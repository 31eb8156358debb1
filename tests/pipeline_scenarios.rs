use std::sync::Arc;

use indexmap::IndexMap;

use job_signal::config::types::{KeywordTaxonomy, PipelineConfig};
use job_signal::embedding::{EmbeddingProvider, FakeEmbeddingProvider};
use job_signal::model::EmailMessage;
use job_signal::pipeline::Pipeline;

fn message(body: &str) -> EmailMessage {
    EmailMessage {
        source_path: "inbox/msg-1.eml".to_string(),
        subject: "案件のご紹介".to_string(),
        sender: "recruiter@example.com".to_string(),
        recipients: vec!["candidate@example.com".to_string()],
        received_at: Some("2026-07-01T09:00:00Z".to_string()),
        created_at: None,
        body: body.to_string(),
        parser: "eml".to_string(),
        error: None,
    }
}

fn taxonomy() -> KeywordTaxonomy {
    let mut map = IndexMap::new();
    map.insert(
        "programming_languages".to_string(),
        vec!["C++".to_string(), "C".to_string(), "Java".to_string(), "Python".to_string()],
    );
    map.insert(
        "frontend_frameworks".to_string(),
        vec!["Tailwind CSS".to_string(), "React".to_string()],
    );
    KeywordTaxonomy(map)
}

fn config() -> PipelineConfig {
    let mut cfg = PipelineConfig::default();
    cfg.keywords_tech = taxonomy();
    cfg
}

#[test]
fn html_body_is_cleaned_filtered_split_and_classified_end_to_end() {
    // skip_lines=0 so both "■案件N" markers register despite the short body;
    // the default skip_lines=5 is tuned for full-length email bodies.
    let mut cfg = config();
    cfg.skip_lines = 0;
    let cfg = Arc::new(cfg);
    let provider: Arc<dyn EmbeddingProvider> =
        Arc::new(FakeEmbeddingProvider::new(vec!["案件".to_string()], 8));
    let pipeline = Pipeline::new(cfg, Some(provider)).unwrap();

    let body = "<div>積極採用中のエンジニア募集です。</div>\
                <div>■案件1</div><div>C++エンジニア募集。国籍不問です。</div>\
                <div>■案件2</div><div>Python案件のご紹介。外国籍可。</div>\
                <div>よろしくお願いします。</div>";
    let result = pipeline.process_message(&message(body));

    assert_eq!(result.blocks.len(), 2);
    let first = &result.blocks[0];
    assert!(first.keywords.iter().any(|k| k.keyword == "C++"));
    assert!(!first.keywords.iter().any(|k| k.keyword == "C"));
    assert!(first.classes.contains(&"foreigner_ok".to_string()));

    let second = &result.blocks[1];
    assert!(second.keywords.iter().any(|k| k.keyword == "Python"));
    assert!(second.classes.contains(&"foreigner_ok".to_string()));
}

#[test]
fn keyword_is_counted_once_per_block_even_when_repeated() {
    let cfg = Arc::new(config());
    let pipeline = Pipeline::new(cfg, None).unwrap();

    let body = "Python Pythonエンジニア募集。Python経験者歓迎。Pythonでの開発経験必須。";
    let result = pipeline.process_message(&message(body));

    assert_eq!(result.blocks.len(), 1);
    let python_hits = result.blocks[0]
        .keywords
        .iter()
        .filter(|k| k.keyword == "Python")
        .count();
    assert_eq!(python_hits, 1);
}

#[test]
fn run_without_embedding_provider_downgrades_semantic_but_keeps_other_stages() {
    let cfg = Arc::new(config());
    let pipeline = Pipeline::new(cfg, None).unwrap();

    let body = "■案件1\nJavaエンジニア募集。日本国籍のみ。";
    let result = pipeline.process_message(&message(body));

    let semantic = result.semantic.as_ref().unwrap();
    assert!(!semantic.matched);
    assert_eq!(result.blocks.len(), 1);
    assert!(result.blocks[0].classes.contains(&"foreigner_ng".to_string()));
}

#[test]
fn batch_run_rolls_up_keyword_and_class_summaries_across_messages() {
    let cfg = Arc::new(config());
    let pipeline = Pipeline::new(cfg, None).unwrap();

    let messages = vec![
        message("■案件1\nJavaエンジニア募集。国籍不問。"),
        message("■案件1\nJavaエンジニア募集。国籍不問。"),
        message("■案件1\nReactエンジニア募集。"),
    ];
    let run = pipeline.process_messages(&messages, None).unwrap();

    assert_eq!(run.summary.message_count, 3);
    let java_row = run.summary.keyword_summary["programming_languages"]
        .iter()
        .find(|r| r.keyword == "Java")
        .unwrap();
    assert_eq!(java_row.count, 2);
    let foreigner_ok = &run.summary.class_summary["foreigner_ok"];
    assert_eq!(foreigner_ok.count, 2);
}

#[test]
fn disabling_the_classifier_step_leaves_blocks_unclassified() {
    let mut cfg = config();
    cfg.steps.retain(|s| s.name() != "classifier");
    let pipeline = Pipeline::new(Arc::new(cfg), None).unwrap();

    let body = "■案件1\n国籍不問のJavaエンジニア募集です。";
    let result = pipeline.process_message(&message(body));

    assert!(result.blocks[0].classes.is_empty());
    assert!(result.blocks[0].keywords.iter().any(|k| k.keyword == "Java"));
}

● ● ● ● ● ● ●

- Task details
Retype the records in full, keeping every word as it is.

- Expected output
repository 31eb8156358debb1
filename tests/pipeline_scenarios.rs
use std::sync::Arc;

use indexmap::IndexMap;

use job_signal::config::types::{KeywordTaxonomy, PipelineConfig};
use job_signal::embedding::{EmbeddingProvider, FakeEmbeddingProvider};
use job_signal::model::EmailMessage;
use job_signal::pipeline::Pipeline;

fn message(body: &str) -> EmailMessage {
    EmailMessage {
        source_path: "inbox/msg-1.eml".to_string(),
        subject: "案件のご紹介".to_string(),
        sender: "recruiter@example.com".to_string(),
        recipients: vec!["candidate@example.com".to_string()],
        received_at: Some("2026-07-01T09:00:00Z".to_string()),
        created_at: None,
        body: body.to_string(),
        parser: "eml".to_string(),
        error: None,
    }
}

fn taxonomy() -> KeywordTaxonomy {
    let mut map = IndexMap::new();
    map.insert(
        "programming_languages".to_string(),
        vec!["C++".to_string(), "C".to_string(), "Java".to_string(), "Python".to_string()],
    );
    map.insert(
        "frontend_frameworks".to_string(),
        vec!["Tailwind CSS".to_string(), "React".to_string()],
    );
    KeywordTaxonomy(map)
}

fn config() -> PipelineConfig {
    let mut cfg = PipelineConfig::default();
    cfg.keywords_tech = taxonomy();
    cfg
}

#[test]
fn html_body_is_cleaned_filtered_split_and_classified_end_to_end() {
    // skip_lines=0 so both "■案件N" markers register despite the short body;
    // the default skip_lines=5 is tuned for full-length email bodies.
    let mut cfg = config();
    cfg.skip_lines = 0;
    let cfg = Arc::new(cfg);
    let provider: Arc<dyn EmbeddingProvider> =
        Arc::new(FakeEmbeddingProvider::new(vec!["案件".to_string()], 8));
    let pipeline = Pipeline::new(cfg, Some(provider)).unwrap();

    let body = "<div>積極採用中のエンジニア募集です。</div>\
                <div>■案件1</div><div>C++エンジニア募集。国籍不問です。</div>\
                <div>■案件2</div><div>Python案件のご紹介。外国籍可。</div>\
                <div>よろしくお願いします。</div>";
    let result = pipeline.process_message(&message(body));

    assert_eq!(result.blocks.len(), 2);
    let first = &result.blocks[0];
    assert!(first.keywords.iter().any(|k| k.keyword == "C++"));
    assert!(!first.keywords.iter().any(|k| k.keyword == "C"));
    assert!(first.classes.contains(&"foreigner_ok".to_string()));

    let second = &result.blocks[1];
    assert!(second.keywords.iter().any(|k| k.keyword == "Python"));
    assert!(second.classes.contains(&"foreigner_ok".to_string()));
}

#[test]
fn keyword_is_counted_once_per_block_even_when_repeated() {
    let cfg = Arc::new(config());
    let pipeline = Pipeline::new(cfg, None).unwrap();

    let body = "Python Pythonエンジニア募集。Python経験者歓迎。Pythonでの開発経験必須。";
    let result = pipeline.process_message(&message(body));

    assert_eq!(result.blocks.len(), 1);
    let python_hits = result.blocks[0]
        .keywords
        .iter()
        .filter(|k| k.keyword == "Python")
        .count();
    assert_eq!(python_hits, 1);
}

#[test]
fn run_without_embedding_provider_downgrades_semantic_but_keeps_other_stages() {
    let cfg = Arc::new(config());
    let pipeline = Pipeline::new(cfg, None).unwrap();

    let body = "■案件1\nJavaエンジニア募集。日本国籍のみ。";
    let result = pipeline.process_message(&message(body));

    let semantic = result.semantic.as_ref().unwrap();
    assert!(!semantic.matched);
    assert_eq!(result.blocks.len(), 1);
    assert!(result.blocks[0].classes.contains(&"foreigner_ng".to_string()));
}

#[test]
fn batch_run_rolls_up_keyword_and_class_summaries_across_messages() {
    let cfg = Arc::new(config());
    let pipeline = Pipeline::new(cfg, None).unwrap();

    let messages = vec![
        message("■案件1\nJavaエンジニア募集。国籍不問。"),
        message("■案件1\nJavaエンジニア募集。国籍不問。"),
        message("■案件1\nReactエンジニア募集。"),
    ];
    let run = pipeline.process_messages(&messages, None).unwrap();

    assert_eq!(run.summary.message_count, 3);
    let java_row = run.summary.keyword_summary["programming_languages"]
        .iter()
        .find(|r| r.keyword == "Java")
        .unwrap();
    assert_eq!(java_row.count, 2);
    let foreigner_ok = &run.summary.class_summary["foreigner_ok"];
    assert_eq!(foreigner_ok.count, 2);
}

#[test]
fn disabling_the_classifier_step_leaves_blocks_unclassified() {
    let mut cfg = config();
    cfg.steps.retain(|s| s.name() != "classifier");
    let pipeline = Pipeline::new(Arc::new(cfg), None).unwrap();

    let body = "■案件1\n国籍不問のJavaエンジニア募集です。";
    let result = pipeline.process_message(&message(body));

    assert!(result.blocks[0].classes.is_empty());
    assert!(result.blocks[0].keywords.iter().any(|k| k.keyword == "Java"));
}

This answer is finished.